Let’s be serious. The chances OpenAI could find $90 billion of cash to fulfil its agreements in place were already very slim, but surely now there is not a single chance it could find up to $390 billion to pay all it committed to its suppliers. What’s going on here then? My opinion is that OpenAI is more and more desperate to raise cash, and its chances of success depend on how many people with deep pockets are still willing to buy into the more and more nonsensical AI narrative Sam Altman has been preaching nonstop. Consequently, OpenAI is running around signing these types of bloated agreements that make great headlines and are very effective in continuing to feed investors FOMO. Furthermore, I would not be surprised at all to read in the future the announcement of Oracle’s investment in OpenAI, why? Think about it, Oracle’s market capitalisation jumped ~$300 billion in a single day because of the ~$300 billion agreement signed with OpenAI. What’s going to happen to Oracle’s share price if OpenAI runs out of cash and files for bankruptcy? The magnitude of the tumble is not hard to imagine.
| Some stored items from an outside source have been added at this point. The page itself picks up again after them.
//! Exact square roots on 64-bit integers

use crate::traits::ExactRoots;
use num_integer::Roots;

// QUAD_RESIDUAL[N] has a bit i set iff i is a quadratic residue mod N.
const QUAD_RESIDUAL64: u64 = 0x0202021202030213;
const QUAD_RESIDUAL63: u64 = 0x0402483012450293;
const QUAD_RESIDUAL65: u64 = 0x218a019866014613;
const QUAD_RESIDUAL11: u64 = 0x23b;

impl ExactRoots for u64 {
    fn sqrt_exact(&self) -> Option<Self> {
        // eliminate most non-squares by checking legendre symbols.
        // See H. Cohen's "Course in Computational Algebraic Number Theory",
        // algorithm 1.7.3, page 40.
        if (QUAD_RESIDUAL64 >> (self & 63)) & 1 == 0 {
            return None;
        }
        if (QUAD_RESIDUAL63 >> (self % 63)) & 1 == 0 {
            return None;
        }
        if (QUAD_RESIDUAL65 >> ((self % 65) & 63)) & 1 == 0 {
            // Both 0 and 64 are squares mod 65
            return None;
        }
        if (QUAD_RESIDUAL11 >> (self % 11)) & 1 == 0 {
            return None;
        }

        let root = Roots::sqrt(self);
        if root * root == *self {
            Some(root)
        } else {
            None
        }
    }
}
use prime_engine::{nth_palprime, prime_factors};

fn main() {
    println!("The first 30 palindromic primes:");
    let palprimes: Vec<i64> = (1..=30).map(nth_palprime).collect();
    println!("{:?}", palprimes);

    // every palindrome of even length is a multiple of 11
    for p in [1001i64, 123321, 98766789] {
        println!("{} = {:?}", p, prime_factors(p));
    }

    for n in [100, 1000, 5000] {
        println!("palindromic prime #{}: {}", n, nth_palprime(n));
    }
}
Moreover, the same will happen to all those companies that tied their fortunes to OpenAI one, like Microsoft or Nvidia.
While OpenAI might not be “too big to fail” for the real economy, it surely is “too important to fail” for all the Big Tech companies that bet hard on the “AI promises of salvation” narrative of the evangelist Sam Altman. This is the reason why I believe Big Tech companies and heavily invested firms like SoftBank will figure out a way to keep OpenAI in business as long as possible, but unless they understand how to start generating positive cash flow from this first generation of AI fast, they will ultimately be forced to pull the plug on OpenAI simply because they will not be able to afford doing otherwise without putting in danger their established and healthy businesses.